:: Work item ::
Using the data beneath, show every line that includes the word "ScriptBuf".

(Collected data entries)
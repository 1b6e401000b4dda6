use {super::*, miniscript::psbt::PsbtExt};

/// How a signed PSBT becomes a complete transaction.
#[derive(Debug, Clone, Copy)]
pub enum Finalizer<'a> {
  /// Every input is finalized from its own signatures.
  Standard,
  /// Input 0 spends a hash-lock by pushing the chunks that lock drops,
  /// followed by the signature and the lock itself. Remaining inputs are
  /// standard.
  Chained {
    chunks: &'a [Chunk],
    lock: &'a Script,
  },
  /// Input 0 spends the single leaf in its `tap_scripts`. Remaining inputs
  /// are standard.
  ScriptPath,
}

impl Finalizer<'_> {
  pub(crate) fn finalize(&self, psbt: &mut Psbt) -> Result {
    let standard = match self {
      Self::Standard => 0,
      Self::Chained { chunks, lock } => {
        finalize_chained(psbt, chunks, lock)?;
        1
      }
      Self::ScriptPath => {
        finalize_script_path(psbt)?;
        1
      }
    };

    let secp = Secp256k1::verification_only();

    for input in standard..psbt.inputs.len() {
      if finalize_key_path(&mut psbt.inputs[input]) {
        continue;
      }

      psbt
        .finalize_inp_mut(&secp, input)
        .snafu_context(error::Finalize { input })?;
    }

    Ok(())
  }
}

/// `<chunks> <signature> <lock>`
pub(crate) fn unlock_script(chunks: &[Chunk], signature: &[u8], lock: &Script) -> ScriptBuf {
  let mut unlock = Vec::with_capacity(chunks.len() + 2);
  unlock.extend_from_slice(chunks);
  unlock.push(Chunk::from_bytes(signature));
  unlock.push(Chunk::from_bytes(lock.as_bytes()));
  Chunk::to_script(&unlock)
}

/// Taproot key-path spends carry no descriptor, so they are finalized
/// straight from `tap_key_sig`.
fn finalize_key_path(input: &mut psbt::Input) -> bool {
  let p2tr = input
    .witness_utxo
    .as_ref()
    .is_some_and(|utxo| utxo.script_pubkey.is_p2tr());

  if !p2tr {
    return false;
  }

  let Some(signature) = input.tap_key_sig.take() else {
    return false;
  };

  input.final_script_witness = Some(Witness::from_slice(&[signature.to_vec()]));
  input.tap_internal_key = None;
  input.tap_merkle_root = None;
  input.tap_key_origins.clear();
  input.sighash_type = None;

  true
}

fn finalize_chained(psbt: &mut Psbt, chunks: &[Chunk], lock: &Script) -> Result {
  let input = psbt
    .inputs
    .first_mut()
    .ok_or(SnafuError::MissingSignature { input: 0 })?;

  let signature = input
    .partial_sigs
    .values()
    .next()
    .ok_or(SnafuError::MissingSignature { input: 0 })?
    .to_vec();

  input.final_script_sig = Some(unlock_script(chunks, &signature, lock));
  input.partial_sigs.clear();
  input.sighash_type = None;
  input.redeem_script = None;
  input.bip32_derivation.clear();

  Ok(())
}

fn finalize_script_path(psbt: &mut Psbt) -> Result {
  let input = psbt
    .inputs
    .first_mut()
    .ok_or(SnafuError::MissingSignature { input: 0 })?;

  let signature = input
    .tap_script_sigs
    .values()
    .next()
    .ok_or(SnafuError::MissingSignature { input: 0 })?
    .to_vec();

  let (control_block, (script, _)) = input
    .tap_scripts
    .iter()
    .next()
    .ok_or(SnafuError::ControlBlock)?;

  let mut witness = Witness::new();
  witness.push(signature);
  witness.push(script.as_bytes());
  witness.push(control_block.serialize());

  input.final_script_witness = Some(witness);
  input.tap_script_sigs.clear();
  input.tap_scripts.clear();
  input.tap_key_origins.clear();
  input.tap_internal_key = None;
  input.tap_merkle_root = None;
  input.sighash_type = None;

  Ok(())
}
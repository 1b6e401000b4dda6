use super::*;

#[derive(Debug, Parser)]
pub(crate) struct Plan {
  #[arg(long, help = "Use <CONTENT_TYPE> instead of guessing from the file extension.")]
  content_type: Option<String>,
  #[arg(help = "Plan inscription of <FILE>.")]
  file: PathBuf,
}

#[derive(Debug, PartialEq, Serialize, Deserialize)]
pub struct Partition {
  pub chunks: usize,
  pub bytes: usize,
}

#[derive(Debug, PartialEq, Serialize, Deserialize)]
pub struct Output {
  pub content_type: String,
  pub content_len: usize,
  pub envelope_len: usize,
  pub partitions: Vec<Partition>,
  pub transactions: usize,
}

impl Plan {
  pub(crate) fn run(self, settings: Settings) -> SubcommandResult {
    let body = fs::read(&self.file)
      .with_context(|| format!("failed to read `{}`", self.file.display()))?;

    let content_type = content_type(&self.file, self.content_type);

    let limits = settings.limits();

    let inscription = Inscription::new(content_type, body);

    let chunks = inscription.legacy_envelope(limits.max_chunk_len);

    let plan = envelope::Plan::new(&chunks, limits.max_payload_len);

    ensure!(
      Inscription::decode_legacy(&chunks)? == inscription,
      "envelope does not decode to its content",
    );

    Ok(Some(Box::new(Output {
      content_len: inscription.body.len(),
      content_type: inscription.content_type,
      envelope_len: plan.envelope_len(),
      transactions: plan.transactions(),
      partitions: plan
        .partitions
        .iter()
        .zip(&plan.sizes)
        .map(|(range, bytes)| Partition {
          chunks: range.len(),
          bytes: *bytes,
        })
        .collect(),
    })))
  }
}
use {super::*, fee::placeholder};

/// Spends every coin in a pool into `count` equal outputs paying `address`.
#[derive(Debug, Clone)]
pub struct Split<'a> {
  pub coins: &'a [Coin],
  pub address: &'a ChainAddress,
  pub count: usize,
}

impl Split<'_> {
  pub async fn build(&self, estimator: &FeeEstimator<'_>) -> Result<Transaction> {
    if self.coins.is_empty() {
      return Err(SnafuError::NoCoins);
    }

    if self.count == 0 {
      return Err(SnafuError::ZeroOutputs);
    }

    let mut draft = Draft::new(Version::ONE);

    for coin in self.coins {
      draft.input(coin.outpoint, Sequence::MAX, coin.psbt_input(self.address.kind())?);
    }

    let available = self.coins.iter().map(|coin| coin.value).sum::<Amount>();

    let fee = estimator
      .fee(
        &draft,
        (0..self.count).map(|_| placeholder(self.address.script_pubkey())),
        &Finalizer::Standard,
        SignOptions::default(),
      )
      .await?;

    let count = self.count as u64;

    let value = available
      .checked_sub(fee)
      .map(|remaining| remaining / count)
      .filter(|value| *value > Amount::ZERO)
      .ok_or(SnafuError::InsufficientFunds {
        available,
        required: fee + Amount::from_sat(count),
      })?;

    draft.outputs = (0..self.count)
      .map(|_| TxOut {
        value,
        script_pubkey: self.address.script_pubkey().clone(),
      })
      .collect();

    let transaction = estimator
      .complete(&draft, &Finalizer::Standard, SignOptions::default())
      .await?;

    log::info!(
      "split {} koinu across {} outputs of {} koinu, fee {} koinu",
      available.to_sat(),
      self.count,
      value.to_sat(),
      fee.to_sat(),
    );

    Ok(transaction)
  }
}
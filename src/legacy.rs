use {
  super::*,
  dogscribe_envelope::{MAX_CHUNK_LEN, MAX_PAYLOAD_LEN, count_transactions, partition},
  fee::placeholder,
  std::iter,
};

#[derive(Debug, Clone, Copy, PartialEq, Eq)]
pub struct Limits {
  /// Value of every hash-lock output and of the destination output.
  pub postage: Amount,
  /// Largest content part pushed by the envelope.
  pub max_chunk_len: usize,
  /// Largest serialized partition carried by one transaction.
  pub max_payload_len: usize,
}

impl Default for Limits {
  fn default() -> Self {
    Self {
      postage: DEFAULT_POSTAGE,
      max_chunk_len: MAX_CHUNK_LEN,
      max_payload_len: MAX_PAYLOAD_LEN,
    }
  }
}

/// An inscription staged across a chain of pay-to-script-hash transactions.
///
/// Each link locks `postage` behind
///
/// ```text
/// <public key> OP_CHECKSIGVERIFY OP_DROP... OP_TRUE
/// ```
///
/// with one `OP_DROP` per chunk in the partition it is paired with. Spending
/// a link pushes that partition, so the envelope lands on chain piece by
/// piece in the unlocking scripts. The last transaction pays the destination.
#[derive(Debug, Clone)]
pub struct ChainedInscription {
  pub inscription: Inscription,
  pub public_key: PublicKey,
  pub source: ChainAddress,
  pub destination: ScriptBuf,
  pub limits: Limits,
}

#[derive(Debug)]
struct Link {
  coin: Coin,
  lock: ScriptBuf,
  chunks: Range<usize>,
}

impl ChainedInscription {
  pub fn envelope(&self) -> Vec<Chunk> {
    self.inscription.legacy_envelope(self.limits.max_chunk_len)
  }

  pub fn plan(&self) -> Plan {
    Plan::new(&self.envelope(), self.limits.max_payload_len)
  }

  pub fn lock_script(public_key: &PublicKey, drops: usize) -> ScriptBuf {
    let mut chunks = vec![
      Chunk::from_bytes(public_key.to_bytes()),
      Chunk::from_opcode(OP_CHECKSIGVERIFY),
    ];
    chunks.extend(iter::repeat_n(Chunk::from_opcode(OP_DROP), drops));
    chunks.push(Chunk::from_opcode(OP_PUSHNUM_1));
    Chunk::to_script(&chunks)
  }

  /// Build the whole chain: the split transaction funding every link, then
  /// one transaction per partition, then the transaction paying the
  /// destination. Broadcast in the returned order.
  pub async fn build(
    &self,
    signer: &dyn Signer,
    fee_rate: FeeRate,
    coins: &[Coin],
  ) -> Result<Vec<Transaction>> {
    let estimator = FeeEstimator::new(signer, fee_rate);

    let split = Split {
      coins,
      address: &self.source,
      count: self.plan().transactions(),
    }
    .build(&estimator)
    .await?;

    let funding = (0..)
      .map_while(|vout| Coin::from_transaction(&split, vout))
      .collect();

    let mut transactions = vec![split];
    transactions.extend(self.links(&estimator, funding).await?);

    Ok(transactions)
  }

  /// Build the chain links from already split `funding` coins, one coin per
  /// transaction, skipping the split.
  pub async fn build_links(
    &self,
    signer: &dyn Signer,
    fee_rate: FeeRate,
    funding: Vec<Coin>,
  ) -> Result<Vec<Transaction>> {
    self
      .links(&FeeEstimator::new(signer, fee_rate), funding.into())
      .await
  }

  async fn links(
    &self,
    estimator: &FeeEstimator<'_>,
    mut funding: VecDeque<Coin>,
  ) -> Result<Vec<Transaction>> {
    let envelope = self.envelope();
    let partitions = partition(&envelope, self.limits.max_payload_len);
    let needed = count_transactions(&partitions);
    let available = funding.len();

    log::info!(
      "inscribing {} bytes of {} in {} partitions",
      self.inscription.body.len(),
      self.inscription.content_type,
      partitions.len(),
    );

    let mut next_coin = move || {
      funding
        .pop_front()
        .ok_or(SnafuError::ChainStarvation { needed, available })
    };

    let mut transactions = Vec::with_capacity(needed);
    let mut pending = None;

    for chunks in partitions {
      let lock = Self::lock_script(&self.public_key, chunks.len());

      let output = TxOut {
        value: self.limits.postage,
        script_pubkey: ScriptBuf::new_p2sh(&lock.script_hash()),
      };

      let transaction = self
        .link(estimator, &envelope, pending.as_ref(), next_coin()?, output)
        .await?;

      pending = Some(Link {
        coin: Coin::from_transaction(&transaction, 0).ok_or(SnafuError::CoinOutput {
          outpoint: OutPoint {
            txid: transaction.compute_txid(),
            vout: 0,
          },
        })?,
        lock,
        chunks,
      });

      transactions.push(transaction);
    }

    let output = TxOut {
      value: self.limits.postage,
      script_pubkey: self.destination.clone(),
    };

    let transaction = self
      .link(estimator, &envelope, pending.as_ref(), next_coin()?, output)
      .await?;

    transactions.push(transaction);

    Ok(transactions)
  }

  async fn link(
    &self,
    estimator: &FeeEstimator<'_>,
    envelope: &[Chunk],
    pending: Option<&Link>,
    coin: Coin,
    output: TxOut,
  ) -> Result<Transaction> {
    let mut draft = Draft::new(Version::ONE);
    let mut available = coin.value;

    if let Some(link) = pending {
      draft.input(
        link.coin.outpoint,
        Sequence::MAX,
        psbt::Input {
          non_witness_utxo: Some(link.coin.transaction.clone()),
          redeem_script: Some(link.lock.clone()),
          ..default()
        },
      );
      available += link.coin.value;
    }

    draft.input(
      coin.outpoint,
      Sequence::ENABLE_LOCKTIME_NO_RBF,
      coin.psbt_input(self.source.kind())?,
    );

    draft.outputs.push(output.clone());

    let finalizer = match pending {
      None => Finalizer::Standard,
      Some(link) => Finalizer::Chained {
        chunks: &envelope[link.chunks.clone()],
        lock: &link.lock,
      },
    };

    let fee = estimator
      .fee(
        &draft,
        [placeholder(self.source.script_pubkey())],
        &finalizer,
        SignOptions::default(),
      )
      .await?;

    let required = output.value + fee;

    let change = available
      .checked_sub(required)
      .filter(|change| *change > Amount::ZERO)
      .ok_or(SnafuError::InsufficientFunds {
        available,
        required,
      })?;

    draft.outputs.push(TxOut {
      value: change,
      script_pubkey: self.source.script_pubkey().clone(),
    });

    let transaction = estimator
      .complete(&draft, &finalizer, SignOptions::default())
      .await?;

    log::debug!(
      "built link {} spending {}, fee {} koinu, change {} koinu",
      transaction.compute_txid(),
      pending.map_or(0, |link| link.chunks.len()),
      fee.to_sat(),
      change.to_sat(),
    );

    Ok(transaction)
  }
}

:: Result of this task ::
pub(crate) fn unlock_script(chunks: &[Chunk], signature: &[u8], lock: &Script) -> ScriptBuf {
  pub destination: ScriptBuf,
  lock: ScriptBuf,
  pub fn lock_script(public_key: &PublicKey, drops: usize) -> ScriptBuf {
        script_pubkey: ScriptBuf::new_p2sh(&lock.script_hash()),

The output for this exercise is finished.